A entrada chinesa no mercado brasileiro também pode impactar as exportações, já que agora conseguem se beneficiar dos mesmos acordos comerciais que os OEMs locais e aproveitá-los para capturar uma parcela sólida do mercado latino-americano com suas eficiências.

Tudo isso coloca os fornecedores de autopeças brasileiros em uma encruzilhada, e manter o status quo pode custar-lhes uma parte muito significativa dos seus negócios.

Para destravar boas oportunidades a saída pode estar em focar dois pilares principais: o fornecimento para OEMs chineses, trabalhando proativamente com os novos participantes para demonstrar competitividade de custos e evitar que os fornecedores chineses assumam esta parte da cadeia no mercado OEM; e a aceleração da indústria nacional, promovendo um esforço coordenado e concentrado com os OEMs tradicionais para levar a competitividade da indústria nacional aos níveis chineses.

Esta estratégia de duas camadas é fundamental para manter a indústria nacional de autopeças funcionando em volumes lucrativos e evitar uma perda ainda maior de competitividade.

No entanto, para atender ao novo tipo de demanda dos OEMs globais e chineses, é imperativo que os fornecedores locais produzam todos os principais sistemas de veículos híbridos e EV. Dado o ritmo e o investimento necessários, um bom caminho seria começar localmente com a produção das peças essenciais e a montagem e, progressivamente, à medida que os volumes de vendas de VE aumentam, localizar a produção de novas peças.

Na prática, claro, é necessário desenhar uma estratégia considerando uma série de fatores de negócios, mas uma questão é imperativa: é fundamental o esforço colaborativo entre OEMs, fornecedores de automóveis, produtores de matérias-primas e o governo brasileiro.
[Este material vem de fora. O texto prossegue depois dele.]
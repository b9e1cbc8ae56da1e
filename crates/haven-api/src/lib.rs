//! JSON REST API for Haven.
//!
//! Exposes an axum [`Router`] backed by any
//! [`haven_core::store::SafetyStore`], plus the SSE change stream bridging
//! the realtime bus. Auth, TLS, and transport concerns are the caller's
//! responsibility.
//!
//! # Mounting
//!
//! ```rust,ignore
//! .nest("/api", haven_api::api_router(state))
//! ```

pub mod console;
pub mod error;
pub mod events;
pub mod incidents;
pub mod places;
pub mod presence;
pub mod sla;

use std::{path::PathBuf, sync::Arc};

use axum::{
  Router,
  routing::{delete, get, post, put},
};
use haven_bus::ChangeBus;
use haven_core::store::SafetyStore;
use haven_sla::SlaEngine;
use serde::Deserialize;

pub use error::ApiError;


// ─── Configuration ────────────────────────────────────────────────────────────

/// Runtime server configuration, deserialised from `config.toml` (overridable
/// via `HAVEN_`-prefixed environment variables).
#[derive(Debug, Clone, Deserialize)]
pub struct ServerConfig {
  #[serde(default = "default_host")]
  pub host:                String,
  #[serde(default = "default_port")]
  pub port:                u16,
  #[serde(default = "default_store_path")]
  pub store_path:          PathBuf,
  /// Cadence of the scheduled SLA sweep.
  #[serde(default = "default_sweep_interval_secs")]
  pub sweep_interval_secs: u64,
  /// Broadcast capacity of the change bus.
  #[serde(default = "default_bus_capacity")]
  pub bus_capacity:        usize,
}

fn default_host() -> String { "127.0.0.1".to_string() }
fn default_port() -> u16 { 8080 }
fn default_store_path() -> PathBuf { PathBuf::from("haven.db") }
fn default_sweep_interval_secs() -> u64 { 60 }
fn default_bus_capacity() -> usize { haven_bus::DEFAULT_CAPACITY }

impl Default for ServerConfig {
  fn default() -> Self {
    Self {
      host:                default_host(),
      port:                default_port(),
      store_path:          default_store_path(),
      sweep_interval_secs: default_sweep_interval_secs(),
      bus_capacity:        default_bus_capacity(),
    }
  }
}

// ─── Application state ────────────────────────────────────────────────────────

/// Shared state threaded through all axum handlers.
pub struct AppState<S> {
  pub store:  Arc<S>,
  pub bus:    ChangeBus,
  pub engine: Arc<SlaEngine<S>>,
}

impl<S> Clone for AppState<S> {
  fn clone(&self) -> Self {
    Self {
      store:  Arc::clone(&self.store),
      bus:    self.bus.clone(),
      engine: Arc::clone(&self.engine),
    }
  }
}

// ─── Router ───────────────────────────────────────────────────────────────────

/// Build a fully-materialised API router for `state`.
///
/// The returned `Router<()>` can be nested into any parent router regardless
/// of its own state type.
pub fn api_router<S>(state: AppState<S>) -> Router<()>
where
  S: SafetyStore + Send + Sync + 'static,
  S::Error: std::error::Error + Send + Sync + 'static,
{
  Router::new()
    // Incidents
    .route(
      "/incidents",
      get(incidents::list::<S>).post(incidents::create::<S>),
    )
    .route("/incidents/{id}", get(incidents::get_one::<S>))
    .route("/incidents/{id}/acknowledge", post(incidents::acknowledge::<S>))
    .route("/incidents/{id}/resolve", post(incidents::resolve::<S>))
    .route("/incidents/{id}/cancel", post(incidents::cancel::<S>))
    .route(
      "/incidents/{id}/locations",
      get(incidents::locations::<S>).post(incidents::append_location::<S>),
    )
    // Presence
    .route("/presence", get(presence::list::<S>))
    .route("/presence/{user_id}", put(presence::update::<S>))
    .route("/presence/{user_id}/stop", post(presence::stop::<S>))
    // Places
    .route("/places", get(places::list::<S>).post(places::create::<S>))
    .route("/places/{id}", delete(places::delete_one::<S>))
    // Operator console
    .route("/console/queue", get(console::queue::<S>))
    .route(
      "/console/incidents/{id}/acknowledge",
      post(console::acknowledge::<S>),
    )
    .route("/console/incidents/{id}/close", post(console::close::<S>))
    .route("/console/incidents/{id}/priority", post(console::priority::<S>))
    // SLA
    .route("/sla/policies", post(sla::create_policy::<S>))
    .route("/sla/interactions", post(sla::create_interaction::<S>))
    .route(
      "/sla/interactions/{id}/status",
      get(sla::check_sla_status::<S>),
    )
    .route(
      "/sla/interactions/{id}/apply-policy",
      post(sla::apply_policy::<S>),
    )
    .route("/sla/interactions/{id}/respond", post(sla::respond::<S>))
    .route("/sla/interactions/{id}/resolve", post(sla::resolve::<S>))
    .route("/sla/breaches", get(sla::list_breach_alerts::<S>))
    .route("/sla/sweep", post(sla::sweep::<S>))
    .route("/sla/metrics", get(sla::metrics::<S>))
    // Realtime
    .route("/events", get(events::subscribe::<S>))
    .with_state(state)
}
Todos devem contribuir com os investimentos necessários para sustentar o crescimento do negócio no Brasil.

E é preciso agir rápido. O Brasil não pode mais esperar para demonstrar compromisso com o avanço dos veículos elétricos. Isso pode colocar o país em risco de obsolescência frente à indústria e à cadeia de valor globais. Aqueles que não quiserem ficar para trás na corrida pelo mercado de eletrificação veicular no país devem unir forças para promover mudanças e ações decisivas. E devem fazê-lo rápido.